WHAT NEEDS TO BE DONE: The answer must be an exact transcription of every record.

Stored items
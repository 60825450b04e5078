use std::env;
use std::str::FromStr;
use std::time::Duration;

use anyhow::{Error, Result};
use log::LevelFilter;
use serde::Deserialize;
use url::Url;
use vitrine_query::PageRefresh;

use crate::cli::CliArgs;

use super::resolved::{ConfigError, ConfigSources, ResolvedConfig, SettingSource};

pub(super) const DEFAULT_BASE_URL: &str = "http://127.0.0.1:8000";
pub(super) const DEFAULT_TIMEOUT_MS: u64 = 10_000;
pub(super) const DEFAULT_DEBOUNCE_MS: u64 = 500;
pub(super) const DEFAULT_TITLE: &str = "Products";
pub(super) const DEFAULT_THEME: &str = "slate";

#[derive(Debug, Clone, Default, Deserialize)]
#[serde(default)]
pub(super) struct ApiSection {
	pub(super) base_url: Option<String>,
	pub(super) timeout_ms: Option<u64>,
}

#[derive(Debug, Clone, Default, Deserialize)]
#[serde(default)]
pub(super) struct SearchSection {
	pub(super) debounce_ms: Option<u64>,
	pub(super) page_refresh: Option<String>,
	pub(super) initial_query: Option<String>,
}

#[derive(Debug, Clone, Default, Deserialize)]
#[serde(default)]
pub(super) struct UiSection {
	pub(super) title: Option<String>,
	pub(super) theme: Option<String>,
}

#[derive(Debug, Clone, Default, Deserialize)]
#[serde(default)]
pub(super) struct LogSection {
	pub(super) level: Option<String>,
}

/// Mirror of the configuration file representation before CLI overrides and
/// validation are applied.
#[derive(Debug, Clone, Default, Deserialize)]
#[serde(default)]
pub(super) struct RawConfig {
	pub(super) api: ApiSection,
	pub(super) search: SearchSection,
	pub(super) ui: UiSection,
	pub(super) log: LogSection,
}

impl RawConfig {
	/// Apply CLI overrides on top of the raw configuration values.
	pub(super) fn apply_cli_overrides(&mut self, cli: &CliArgs) {
		if let Some(base_url) = &cli.base_url {
			self.api.base_url = Some(base_url.clone());
		}
		if let Some(timeout_ms) = cli.timeout_ms {
			self.api.timeout_ms = Some(timeout_ms);
		}
		if let Some(debounce_ms) = cli.debounce_ms {
			self.search.debounce_ms = Some(debounce_ms);
		}
		if let Some(page_refresh) = cli.page_refresh {
			self.search.page_refresh = Some(page_refresh.as_str().to_string());
		}
		if let Some(query) = &cli.initial_query {
			self.search.initial_query = Some(query.clone());
		}
		if let Some(title) = &cli.title {
			self.ui.title = Some(title.clone());
		}
		if let Some(theme) = &cli.theme {
			self.ui.theme = Some(theme.clone());
		}
		if let Some(level) = cli.log_level {
			self.log.level = Some(level.as_str().to_string());
		}
	}

	/// Convert the raw configuration into a [`ResolvedConfig`], validating and
	/// filling defaults where required.
	pub(super) fn resolve(self, cli: &CliArgs) -> Result<ResolvedConfig> {
		let sources = ConfigSources {
			api_timeout_ms: detect_source(
				cli.timeout_ms.is_some(),
				self.api.timeout_ms.is_some(),
				"VITRINE__API__TIMEOUT_MS",
				"--timeout-ms",
				"api.timeout_ms",
			),
			search_debounce_ms: detect_source(
				cli.debounce_ms.is_some(),
				self.search.debounce_ms.is_some(),
				"VITRINE__SEARCH__DEBOUNCE_MS",
				"--debounce-ms",
				"search.debounce_ms",
			),
		};

		let base_url = self.resolve_base_url(cli)?;
		let page_refresh = self.resolve_page_refresh(cli)?;
		let theme = self.resolve_theme(cli)?;
		let log_level = self.resolve_log_level(cli)?;

		let config = ResolvedConfig {
			base_url,
			timeout: Duration::from_millis(self.api.timeout_ms.unwrap_or(DEFAULT_TIMEOUT_MS)),
			debounce: Duration::from_millis(
				self.search.debounce_ms.unwrap_or(DEFAULT_DEBOUNCE_MS),
			),
			page_refresh,
			initial_query: self.search.initial_query.unwrap_or_default(),
			title: self.ui.title.unwrap_or_else(|| DEFAULT_TITLE.to_string()),
			theme,
			log_level,
		};

		config.validate(&sources).map_err(Error::new)?;

		Ok(config)
	}

	fn resolve_base_url(&self, cli: &CliArgs) -> Result<Url, ConfigError> {
		let Some(raw) = self.api.base_url.as_deref() else {
			return Url::parse(DEFAULT_BASE_URL).map_err(|err| {
				ConfigError::invalid(
					"api.base_url",
					DEFAULT_BASE_URL,
					SettingSource::Default,
					err.to_string(),
				)
			});
		};
		let origin = || {
			source_or_key(
				cli.base_url.is_some(),
				"VITRINE__API__BASE_URL",
				"--base-url",
				"api.base_url",
			)
		};
		let url = Url::parse(raw.trim())
			.map_err(|err| ConfigError::invalid("api.base_url", raw, origin(), err.to_string()))?;
		if !matches!(url.scheme(), "http" | "https") {
			return Err(ConfigError::invalid(
				"api.base_url",
				raw,
				origin(),
				"scheme must be http or https",
			));
		}
		Ok(url)
	}

	fn resolve_page_refresh(&self, cli: &CliArgs) -> Result<PageRefresh, ConfigError> {
		match self.search.page_refresh.as_deref().map(str::trim) {
			None => Ok(PageRefresh::default()),
			Some(value) if value.eq_ignore_ascii_case("debounced") => Ok(PageRefresh::Debounced),
			Some(value) if value.eq_ignore_ascii_case("immediate") => Ok(PageRefresh::Immediate),
			Some(value) => Err(ConfigError::invalid(
				"search.page_refresh",
				value,
				source_or_key(
					cli.page_refresh.is_some(),
					"VITRINE__SEARCH__PAGE_REFRESH",
					"--page-refresh",
					"search.page_refresh",
				),
				"expected `debounced` or `immediate`",
			)),
		}
	}

	fn resolve_theme(&self, cli: &CliArgs) -> Result<String, ConfigError> {
		let Some(name) = self.ui.theme.as_deref() else {
			return Ok(DEFAULT_THEME.to_string());
		};
		if vitrine_tui::style::by_name(name).is_some() {
			return Ok(name.trim().to_ascii_lowercase());
		}
		let known: Vec<&str> = vitrine_tui::style::names().collect();
		Err(ConfigError::invalid(
			"ui.theme",
			name,
			source_or_key(cli.theme.is_some(), "VITRINE__UI__THEME", "--theme", "ui.theme"),
			format!("unknown theme; expected one of {}", known.join(", ")),
		))
	}

	fn resolve_log_level(&self, cli: &CliArgs) -> Result<LevelFilter, ConfigError> {
		let Some(level) = self.log.level.as_deref() else {
			return Ok(LevelFilter::Info);
		};
		LevelFilter::from_str(level.trim()).map_err(|_| {
			ConfigError::invalid(
				"log.level",
				level,
				source_or_key(
					cli.log_level.is_some(),
					"VITRINE__LOG__LEVEL",
					"--log-level",
					"log.level",
				),
				"expected off, error, warn, info, debug or trace",
			)
		})
	}
}

fn source_or_key(
	cli_present: bool,
	env_var: &'static str,
	cli_flag: &'static str,
	key: &'static str,
) -> SettingSource {
	detect_source(cli_present, true, env_var, cli_flag, key)
		.unwrap_or(SettingSource::ConfigKey(key))
}

fn detect_source(
	cli_present: bool,
	value_present: bool,
	env_var: &'static str,
	cli_flag: &'static str,
	key: &'static str,
) -> Option<SettingSource> {
	if !value_present {
		return None;
	}

	if cli_present {
		return Some(SettingSource::CliFlag(cli_flag));
	}

	if env::var_os(env_var).is_some() {
		return Some(SettingSource::Environment(env_var));
	}

	Some(SettingSource::ConfigKey(key))
}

TASK OUTPUT:
repository 60825450b04e5078
use std::env;
use std::str::FromStr;
use std::time::Duration;

use anyhow::{Error, Result};
use log::LevelFilter;
use serde::Deserialize;
use url::Url;
use vitrine_query::PageRefresh;

use crate::cli::CliArgs;

use super::resolved::{ConfigError, ConfigSources, ResolvedConfig, SettingSource};

pub(super) const DEFAULT_BASE_URL: &str = "http://127.0.0.1:8000";
pub(super) const DEFAULT_TIMEOUT_MS: u64 = 10_000;
pub(super) const DEFAULT_DEBOUNCE_MS: u64 = 500;
pub(super) const DEFAULT_TITLE: &str = "Products";
pub(super) const DEFAULT_THEME: &str = "slate";

#[derive(Debug, Clone, Default, Deserialize)]
#[serde(default)]
pub(super) struct ApiSection {
	pub(super) base_url: Option<String>,
	pub(super) timeout_ms: Option<u64>,
}

#[derive(Debug, Clone, Default, Deserialize)]
#[serde(default)]
pub(super) struct SearchSection {
	pub(super) debounce_ms: Option<u64>,
	pub(super) page_refresh: Option<String>,
	pub(super) initial_query: Option<String>,
}

#[derive(Debug, Clone, Default, Deserialize)]
#[serde(default)]
pub(super) struct UiSection {
	pub(super) title: Option<String>,
	pub(super) theme: Option<String>,
}

#[derive(Debug, Clone, Default, Deserialize)]
#[serde(default)]
pub(super) struct LogSection {
	pub(super) level: Option<String>,
}

/// Mirror of the configuration file representation before CLI overrides and
/// validation are applied.
#[derive(Debug, Clone, Default, Deserialize)]
#[serde(default)]
pub(super) struct RawConfig {
	pub(super) api: ApiSection,
	pub(super) search: SearchSection,
	pub(super) ui: UiSection,
	pub(super) log: LogSection,
}

impl RawConfig {
	/// Apply CLI overrides on top of the raw configuration values.
	pub(super) fn apply_cli_overrides(&mut self, cli: &CliArgs) {
		if let Some(base_url) = &cli.base_url {
			self.api.base_url = Some(base_url.clone());
		}
		if let Some(timeout_ms) = cli.timeout_ms {
			self.api.timeout_ms = Some(timeout_ms);
		}
		if let Some(debounce_ms) = cli.debounce_ms {
			self.search.debounce_ms = Some(debounce_ms);
		}
		if let Some(page_refresh) = cli.page_refresh {
			self.search.page_refresh = Some(page_refresh.as_str().to_string());
		}
		if let Some(query) = &cli.initial_query {
			self.search.initial_query = Some(query.clone());
		}
		if let Some(title) = &cli.title {
			self.ui.title = Some(title.clone());
		}
		if let Some(theme) = &cli.theme {
			self.ui.theme = Some(theme.clone());
		}
		if let Some(level) = cli.log_level {
			self.log.level = Some(level.as_str().to_string());
		}
	}

	/// Convert the raw configuration into a [`ResolvedConfig`], validating and
	/// filling defaults where required.
	pub(super) fn resolve(self, cli: &CliArgs) -> Result<ResolvedConfig> {
		let sources = ConfigSources {
			api_timeout_ms: detect_source(
				cli.timeout_ms.is_some(),
				self.api.timeout_ms.is_some(),
				"VITRINE__API__TIMEOUT_MS",
				"--timeout-ms",
				"api.timeout_ms",
			),
			search_debounce_ms: detect_source(
				cli.debounce_ms.is_some(),
				self.search.debounce_ms.is_some(),
				"VITRINE__SEARCH__DEBOUNCE_MS",
				"--debounce-ms",
				"search.debounce_ms",
			),
		};

		let base_url = self.resolve_base_url(cli)?;
		let page_refresh = self.resolve_page_refresh(cli)?;
		let theme = self.resolve_theme(cli)?;
		let log_level = self.resolve_log_level(cli)?;

		let config = ResolvedConfig {
			base_url,
			timeout: Duration::from_millis(self.api.timeout_ms.unwrap_or(DEFAULT_TIMEOUT_MS)),
			debounce: Duration::from_millis(
				self.search.debounce_ms.unwrap_or(DEFAULT_DEBOUNCE_MS),
			),
			page_refresh,
			initial_query: self.search.initial_query.unwrap_or_default(),
			title: self.ui.title.unwrap_or_else(|| DEFAULT_TITLE.to_string()),
			theme,
			log_level,
		};

		config.validate(&sources).map_err(Error::new)?;

		Ok(config)
	}

	fn resolve_base_url(&self, cli: &CliArgs) -> Result<Url, ConfigError> {
		let Some(raw) = self.api.base_url.as_deref() else {
			return Url::parse(DEFAULT_BASE_URL).map_err(|err| {
				ConfigError::invalid(
					"api.base_url",
					DEFAULT_BASE_URL,
					SettingSource::Default,
					err.to_string(),
				)
			});
		};
		let origin = || {
			source_or_key(
				cli.base_url.is_some(),
				"VITRINE__API__BASE_URL",
				"--base-url",
				"api.base_url",
			)
		};
		let url = Url::parse(raw.trim())
			.map_err(|err| ConfigError::invalid("api.base_url", raw, origin(), err.to_string()))?;
		if !matches!(url.scheme(), "http" | "https") {
			return Err(ConfigError::invalid(
				"api.base_url",
				raw,
				origin(),
				"scheme must be http or https",
			));
		}
		Ok(url)
	}

	fn resolve_page_refresh(&self, cli: &CliArgs) -> Result<PageRefresh, ConfigError> {
		match self.search.page_refresh.as_deref().map(str::trim) {
			None => Ok(PageRefresh::default()),
			Some(value) if value.eq_ignore_ascii_case("debounced") => Ok(PageRefresh::Debounced),
			Some(value) if value.eq_ignore_ascii_case("immediate") => Ok(PageRefresh::Immediate),
			Some(value) => Err(ConfigError::invalid(
				"search.page_refresh",
				value,
				source_or_key(
					cli.page_refresh.is_some(),
					"VITRINE__SEARCH__PAGE_REFRESH",
					"--page-refresh",
					"search.page_refresh",
				),
				"expected `debounced` or `immediate`",
			)),
		}
	}

	fn resolve_theme(&self, cli: &CliArgs) -> Result<String, ConfigError> {
		let Some(name) = self.ui.theme.as_deref() else {
			return Ok(DEFAULT_THEME.to_string());
		};
		if vitrine_tui::style::by_name(name).is_some() {
			return Ok(name.trim().to_ascii_lowercase());
		}
		let known: Vec<&str> = vitrine_tui::style::names().collect();
		Err(ConfigError::invalid(
			"ui.theme",
			name,
			source_or_key(cli.theme.is_some(), "VITRINE__UI__THEME", "--theme", "ui.theme"),
			format!("unknown theme; expected one of {}", known.join(", ")),
		))
	}

	fn resolve_log_level(&self, cli: &CliArgs) -> Result<LevelFilter, ConfigError> {
		let Some(level) = self.log.level.as_deref() else {
			return Ok(LevelFilter::Info);
		};
		LevelFilter::from_str(level.trim()).map_err(|_| {
			ConfigError::invalid(
				"log.level",
				level,
				source_or_key(
					cli.log_level.is_some(),
					"VITRINE__LOG__LEVEL",
					"--log-level",
					"log.level",
				),
				"expected off, error, warn, info, debug or trace",
			)
		})
	}
}

fn source_or_key(
	cli_present: bool,
	env_var: &'static str,
	cli_flag: &'static str,
	key: &'static str,
) -> SettingSource {
	detect_source(cli_present, true, env_var, cli_flag, key)
		.unwrap_or(SettingSource::ConfigKey(key))
}

fn detect_source(
	cli_present: bool,
	value_present: bool,
	env_var: &'static str,
	cli_flag: &'static str,
	key: &'static str,
) -> Option<SettingSource> {
	if !value_present {
		return None;
	}

	if cli_present {
		return Some(SettingSource::CliFlag(cli_flag));
	}

	if env::var_os(env_var).is_some() {
		return Some(SettingSource::Environment(env_var));
	}

	Some(SettingSource::ConfigKey(key))
}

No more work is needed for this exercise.